I hope you might consider this, too--how are we called to live differently, in the light of Holy Week?

I also hope you will come worship with us.  Palm Sunday at the Water's Edge will be grand.  Then, during the week, come to worship at Vespers at 5:30 p.m. in the sanctuary on Wednesday, Holy Thursday worship at 7:30 p.m. in the sanctuary on Thursday, Good Friday worship at 12:10 p.m. in the sanctuary on Friday.  And, I really hope you might come to our Easter Vigil Prayer Pilgrimage on Saturday, beginning between 7:30 and 9 in Trotter Chapel.

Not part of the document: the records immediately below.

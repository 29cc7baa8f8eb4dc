//! Fetching raw observation documents from wherever they are stored.

pub mod document;
pub mod error;
pub mod file;
pub mod http;
pub mod memory;
pub mod mongo;

use crate::cache::QueryKey;
use crate::source::document::RawDocument;
use crate::source::error::SourceError;
use async_trait::async_trait;
use log::warn;
use serde_json::Value;

/// A collection of observation documents that can be read in full.
///
/// Implementations perform a full scan: no filter is pushed down to the store.
#[async_trait]
pub trait DocumentSource: Send + Sync {
    /// Fetches every document of the collection, in no particular order.
    async fn fetch_all(&self) -> Result<Vec<RawDocument>, SourceError>;

    /// Short human readable description used in logs and captions.
    fn describe(&self) -> String;

    /// Identifies this query in the observation cache.
    fn query_key(&self) -> QueryKey {
        QueryKey::new(self.describe())
    }
}

/// Parses a document payload.
///
/// Accepts a JSON array of documents, a `{"documents": [...]}` envelope, a single
/// document object, or newline-delimited JSON (one document per line).
pub(crate) fn parse_documents(bytes: &[u8], origin: &str) -> Result<Vec<RawDocument>, SourceError> {
    match serde_json::from_slice::<Value>(bytes) {
        Ok(value) => documents_from_value(value, origin),
        Err(whole_err) => {
            let text = std::str::from_utf8(bytes).map_err(|_| SourceError::JsonParse {
                origin: origin.to_string(),
                source: whole_err,
            })?;
            let mut documents = Vec::new();
            for line in text.lines().map(str::trim).filter(|l| !l.is_empty()) {
                let value: Value =
                    serde_json::from_str(line).map_err(|source| SourceError::JsonParse {
                        origin: origin.to_string(),
                        source,
                    })?;
                documents.extend(documents_from_value(value, origin)?);
            }
            Ok(documents)
        }
    }
}

fn documents_from_value(value: Value, origin: &str) -> Result<Vec<RawDocument>, SourceError> {
    match value {
        Value::Array(items) => Ok(collect_objects(items, origin)),
        Value::Object(mut fields) => match fields.remove("documents") {
            Some(Value::Array(items)) => Ok(collect_objects(items, origin)),
            Some(other) => {
                // Not an envelope after all, just a document with a "documents" field.
                fields.insert("documents".to_string(), other);
                Ok(vec![RawDocument::new(fields)])
            }
            None => Ok(vec![RawDocument::new(fields)]),
        },
        other => Err(SourceError::UnexpectedPayload {
            origin: origin.to_string(),
            message: format!("expected an array or object, found {}", json_kind(&other)),
        }),
    }
}

fn collect_objects(items: Vec<Value>, origin: &str) -> Vec<RawDocument> {
    let total = items.len();
    let documents: Vec<RawDocument> = items
        .into_iter()
        .filter_map(|item| RawDocument::try_from(item).ok())
        .collect();
    if documents.len() != total {
        warn!(
            "Skipped {} non-object entries in payload from {}",
            total - documents.len(),
            origin
        );
    }
    documents
}

fn json_kind(value: &Value) -> &'static str {
    match value {
        Value::Null => "null",
        Value::Bool(_) => "a boolean",
        Value::Number(_) => "a number",
        Value::String(_) => "a string",
        Value::Array(_) => "an array",
        Value::Object(_) => "an object",
    }
}
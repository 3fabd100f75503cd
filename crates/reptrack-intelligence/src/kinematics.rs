// ABOUTME: Joint triples that supply each exercise's controlling and secondary angles
// ABOUTME: Static per-exercise geometry over the fixed anatomical landmark numbering
//
// SPDX-License-Identifier: MIT OR Apache-2.0
// Copyright (c) 2025 Pierre Fitness Intelligence

use crate::angle::joint_angle;
use reptrack_core::constants::landmarks::{
    LEFT_ANKLE, LEFT_ELBOW, LEFT_HIP, LEFT_KNEE, LEFT_SHOULDER, LEFT_WRIST, RIGHT_ANKLE,
    RIGHT_ELBOW, RIGHT_HIP, RIGHT_KNEE, RIGHT_SHOULDER, RIGHT_WRIST,
};
use reptrack_core::errors::AppResult;
use reptrack_core::models::{ExerciseKind, FrameLandmarks, Side};

/// Three landmark indices; the middle one is the vertex
#[derive(Debug, Clone, Copy, PartialEq, Eq, Hash)]
pub struct JointTriple {
    /// First outer joint
    pub a: usize,
    /// Vertex joint
    pub vertex: usize,
    /// Second outer joint
    pub c: usize,
}

impl JointTriple {
    /// Triple from indices
    #[must_use]
    pub const fn new(a: usize, vertex: usize, c: usize) -> Self {
        Self { a, vertex, c }
    }

    /// Highest landmark index this triple reads
    #[must_use]
    pub fn max_index(&self) -> usize {
        self.a.max(self.vertex).max(self.c)
    }

    /// Vertex angle for this triple in a frame
    ///
    /// # Errors
    ///
    /// Returns `InsufficientLandmarks` or `MalformedGeometry`
    pub fn angle(&self, frame: &FrameLandmarks) -> AppResult<f64> {
        joint_angle(
            frame.joint(self.a)?,
            frame.joint(self.vertex)?,
            frame.joint(self.c)?,
        )
    }
}

/// One counted limb of an exercise
#[derive(Debug, Clone, Copy, PartialEq, Eq)]
pub struct CountedLimb {
    /// Body side
    pub side: Side,
    /// Triple supplying the controlling angle
    pub triple: JointTriple,
}

/// Landmark geometry of an exercise
#[derive(Debug, Clone, Copy, PartialEq, Eq)]
pub struct ExerciseGeometry {
    /// Limbs counted independently
    pub counted: &'static [CountedLimb],
    /// Reported alongside, never used for counting
    pub secondary: Option<JointTriple>,
}

const LEFT_ELBOW_FLEXION: JointTriple = JointTriple::new(LEFT_SHOULDER, LEFT_ELBOW, LEFT_WRIST);
const RIGHT_ELBOW_FLEXION: JointTriple =
    JointTriple::new(RIGHT_SHOULDER, RIGHT_ELBOW, RIGHT_WRIST);
const LEFT_KNEE_FLEXION: JointTriple = JointTriple::new(LEFT_HIP, LEFT_KNEE, LEFT_ANKLE);
const RIGHT_KNEE_FLEXION: JointTriple = JointTriple::new(RIGHT_HIP, RIGHT_KNEE, RIGHT_ANKLE);
const LEFT_SHOULDER_ABDUCTION: JointTriple =
    JointTriple::new(LEFT_HIP, LEFT_SHOULDER, LEFT_ELBOW);
const RIGHT_SHOULDER_ABDUCTION: JointTriple =
    JointTriple::new(RIGHT_HIP, RIGHT_SHOULDER, RIGHT_ELBOW);
const LEFT_TORSO: JointTriple = JointTriple::new(LEFT_SHOULDER, LEFT_HIP, LEFT_KNEE);

const BOTH_ELBOWS: [CountedLimb; 2] = [
    CountedLimb {
        side: Side::Left,
        triple: LEFT_ELBOW_FLEXION,
    },
    CountedLimb {
        side: Side::Right,
        triple: RIGHT_ELBOW_FLEXION,
    },
];

const BOTH_SHOULDERS: [CountedLimb; 2] = [
    CountedLimb {
        side: Side::Left,
        triple: LEFT_SHOULDER_ABDUCTION,
    },
    CountedLimb {
        side: Side::Right,
        triple: RIGHT_SHOULDER_ABDUCTION,
    },
];

const BOTH_KNEES: [CountedLimb; 2] = [
    CountedLimb {
        side: Side::Left,
        triple: LEFT_KNEE_FLEXION,
    },
    CountedLimb {
        side: Side::Right,
        triple: RIGHT_KNEE_FLEXION,
    },
];

// Squats move both knees together; counting one side avoids doubling every rep.
const SQUAT_KNEE: [CountedLimb; 1] = [CountedLimb {
    side: Side::Left,
    triple: LEFT_KNEE_FLEXION,
}];

impl ExerciseGeometry {
    /// Geometry for an exercise
    #[must_use]
    pub const fn of(kind: ExerciseKind) -> Self {
        match kind {
            ExerciseKind::BicepCurl | ExerciseKind::ShoulderPress => Self {
                counted: &BOTH_ELBOWS,
                secondary: None,
            },
            ExerciseKind::Squat => Self {
                counted: &SQUAT_KNEE,
                secondary: Some(LEFT_TORSO),
            },
            ExerciseKind::LateralRaise => Self {
                counted: &BOTH_SHOULDERS,
                secondary: None,
            },
            ExerciseKind::Lunge => Self {
                counted: &BOTH_KNEES,
                secondary: Some(LEFT_TORSO),
            },
        }
    }

    /// Highest landmark index any triple of this exercise reads
    #[must_use]
    pub fn required_landmarks(&self) -> usize {
        self.counted
            .iter()
            .map(|limb| limb.triple.max_index())
            .chain(self.secondary.map(|t| t.max_index()))
            .max()
            .unwrap_or(0)
    }
}
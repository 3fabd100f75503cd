// ABOUTME: Exercise kinds and body sides tracked by the repetition counter
// ABOUTME: String forms are shared by storage, configuration keys, and the CLI
//
// SPDX-License-Identifier: MIT OR Apache-2.0
// Copyright (c) 2025 Pierre Fitness Intelligence

use serde::{Deserialize, Serialize};
use std::fmt;
use std::str::FromStr;

use crate::errors::AppError;

/// Supported exercises
#[derive(Debug, Clone, Copy, PartialEq, Eq, Hash, PartialOrd, Ord, Serialize, Deserialize)]
#[serde(rename_all = "snake_case")]
pub enum ExerciseKind {
    /// Standing dumbbell curl
    BicepCurl,
    /// Bodyweight or barbell squat
    Squat,
    /// Dumbbell lateral raise
    LateralRaise,
    /// Forward lunge
    Lunge,
    /// Overhead shoulder press
    ShoulderPress,
}

impl ExerciseKind {
    /// Every exercise in catalog order
    pub const ALL: [Self; 5] = [
        Self::BicepCurl,
        Self::Squat,
        Self::LateralRaise,
        Self::Lunge,
        Self::ShoulderPress,
    ];

    /// Convert to database string representation
    #[must_use]
    pub const fn as_str(&self) -> &'static str {
        match self {
            Self::BicepCurl => "bicep_curl",
            Self::Squat => "squat",
            Self::LateralRaise => "lateral_raise",
            Self::Lunge => "lunge",
            Self::ShoulderPress => "shoulder_press",
        }
    }

    /// Upper-case key used for environment variable names
    #[must_use]
    pub const fn env_key(&self) -> &'static str {
        match self {
            Self::BicepCurl => "BICEP_CURL",
            Self::Squat => "SQUAT",
            Self::LateralRaise => "LATERAL_RAISE",
            Self::Lunge => "LUNGE",
            Self::ShoulderPress => "SHOULDER_PRESS",
        }
    }

    /// Human readable name
    #[must_use]
    pub const fn display_name(&self) -> &'static str {
        match self {
            Self::BicepCurl => "Bicep Curl",
            Self::Squat => "Squat",
            Self::LateralRaise => "Lateral Raise",
            Self::Lunge => "Lunge",
            Self::ShoulderPress => "Shoulder Press",
        }
    }
}

impl fmt::Display for ExerciseKind {
    fn fmt(&self, f: &mut fmt::Formatter<'_>) -> fmt::Result {
        f.write_str(self.as_str())
    }
}

impl FromStr for ExerciseKind {
    type Err = AppError;

    fn from_str(s: &str) -> Result<Self, Self::Err> {
        match s.trim().to_lowercase().replace('-', "_").as_str() {
            "bicep_curl" | "bicep" | "curl" => Ok(Self::BicepCurl),
            "squat" => Ok(Self::Squat),
            "lateral_raise" => Ok(Self::LateralRaise),
            "lunge" | "lunges" => Ok(Self::Lunge),
            "shoulder_press" | "press" => Ok(Self::ShoulderPress),
            other => Err(AppError::invalid_input(format!(
                "unknown exercise kind '{other}'"
            ))),
        }
    }
}

/// Body side whose controlling angle drives a counter
#[derive(Debug, Clone, Copy, PartialEq, Eq, Hash, PartialOrd, Ord, Serialize, Deserialize)]
#[serde(rename_all = "snake_case")]
pub enum Side {
    /// Subject's left
    Left,
    /// Subject's right
    Right,
}

impl Side {
    /// Lower-case label
    #[must_use]
    pub const fn as_str(&self) -> &'static str {
        match self {
            Self::Left => "left",
            Self::Right => "right",
        }
    }
}

impl fmt::Display for Side {
    fn fmt(&self, f: &mut fmt::Formatter<'_>) -> fmt::Result {
        f.write_str(self.as_str())
    }
}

Certainly, come join us for Easter worship celebration at the Water's Edge on the 23rd!  Bring friends.

Tuesday, March 04, 2008

being real, and letting it set you free

I'm sorry for my absence these past two weeks; I got consumed by other things, mostly the departure of my husband whose service in the Army Reserves requires a second deployment to Iraq.  My priorities have been turned on savoring time with him, and I let the blog go.



I think Jesus would have felt my pain.  This week's scripture, the story of Lazarus being raised from death, gives us a glimpse of his own grief in the midst of loving human relationship.  "Jesus wept," or so one translation of this famous-for-its-brevity verse goes.

This year, I'm especially touched by this reminder of Jesus' humanity--he felt the pain we experience in the finite nature of human life.  

And yet, he dares us to see beyond.

The story we'll read this week ends with one of my favorite images: having just (loudly) called Lazarus back to life and out of his tomb, Jesus then commands others to "unbind him, and let him go."  

What a bizarre scene--so filled with the details of the experience of human life and death.  Martha, always the practical one of Lazarus's sisters, warns Jesus about how much dying stinks.  Literally.  And yet, even out of the stench and the tears of death, Jesus calls us into life, and invites us to be unbound.

It is as if Jesus is preparing us for what's to come through his own death and resurrection.  This week's story is an odd foreshadowing, but really will be nothing like Jesus' resurrection.  After all, Lazarus is simply called back to human life as a delay of the death of his body.  Jesus resurrection doesn't postpone his own death--it transforms it completely.

But we can only begin to be ready for that transformation if we start to loosen ourselves up--and allow ourselves to be startled out of the troubles and grief we find ourselves enmeshed in.  We need to be ready for something completely beyond what we expected.  

Jesus is showing us that he's a part of something mind-blowing.

AND YET, he's human.  Weeping along with the others.  Feeling the pain of the frailty of life.  And, even as he grieves, points us elsewhere, toward amazing possibilities.  (It would be so much easier to just retreat into a self-protecting mode, wouldn't it?)

Jesus calls us to unbind Lazarus, and let him go.  I pray that we will all have the daring hope--even in the face of human pain--to let the Holy Spirit go, and bring mind-blowing grace into our midst.